Historically, the company has been politically active. It has a political action committee which funds campaigns as well as a dedicated government operations divisions to oversee its relations with policymakers.
What’s different in the Boeing case is that the proposed resolution targets “grassroots lobbying communication” at all levels of government. The phrase is used by the investors to imply any communication that attempts to alter public perceptions of a given regulation.
Evidence cited in the supporting statement shows that Boeing spent over $192 million in federal lobbying expenditures between 2010 – 2021. In addition to the amounts, it is the lack of transparency that investors are concerned about.
“We are concerned that Boeing’s lack of disclosure presents reputational risk when its lobbying contradicts company public positions”, the proposal reads.

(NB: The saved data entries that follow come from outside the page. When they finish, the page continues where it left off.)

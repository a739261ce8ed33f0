use crate::domain::{errors::DomainError, DocumentChunk, Embedding, SearchResult};
use async_trait::async_trait;
use uuid::Uuid;

#[async_trait]
pub trait VectorStore: Send + Sync {
    async fn upsert(&self, chunk: &DocumentChunk, embedding: &Embedding)
        -> Result<(), DomainError>;
    async fn upsert_batch(
        &self,
        items: &[(DocumentChunk, Embedding)],
    ) -> Result<(), DomainError>;
    async fn search(
        &self,
        query: &Embedding,
        top_k: usize,
    ) -> Result<Vec<SearchResult>, DomainError>;
    async fn delete_by_document(&self, document_id: Uuid) -> Result<(), DomainError>;
    /// Removes every stored chunk.
    async fn clear(&self) -> Result<(), DomainError>;
    async fn count(&self) -> Result<usize, DomainError>;
}
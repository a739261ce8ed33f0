use crate::domain::errors::DomainError;

/// Text pulled out of a document, one entry per page.
#[derive(Debug, Clone, Default, PartialEq, Eq)]
pub struct ExtractedText {
    pub pages: Vec<String>,
}

impl ExtractedText {
    pub fn new(pages: Vec<String>) -> Self {
        Self { pages }
    }

    pub fn page_count(&self) -> usize {
        self.pages.len()
    }

    pub fn joined(&self) -> String {
        self.pages.join("\n")
    }

    pub fn is_blank(&self) -> bool {
        self.pages.iter().all(|p| p.trim().is_empty())
    }
}

/// Extraction is CPU-bound and synchronous; callers move it off the runtime.
pub trait TextExtractor: Send + Sync {
    fn extract(&self, name: &str, bytes: &[u8]) -> Result<ExtractedText, DomainError>;
}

In response, the board has recommended voting against the resolution. The company says it has already discussed its political footprint with shareholders and even launched a website dedicated to lobbying to address transparency concerns.
Data from InfuenceMap suggests that many global corporate behemoths will face questions on their climate lobbying this proxy season. Energy sector giants Glencore, Coterra Energy, CNX Resources, Cenovus and Enbridge are amongst them.
In 2022, 25 shareholder resolutions targeted climate lobbying, up from 17 in 2021. However, the proportion of successful resolutions has been dismal.
This year, the momentum will carry through. Will they be gather more support than before? Only time will tell.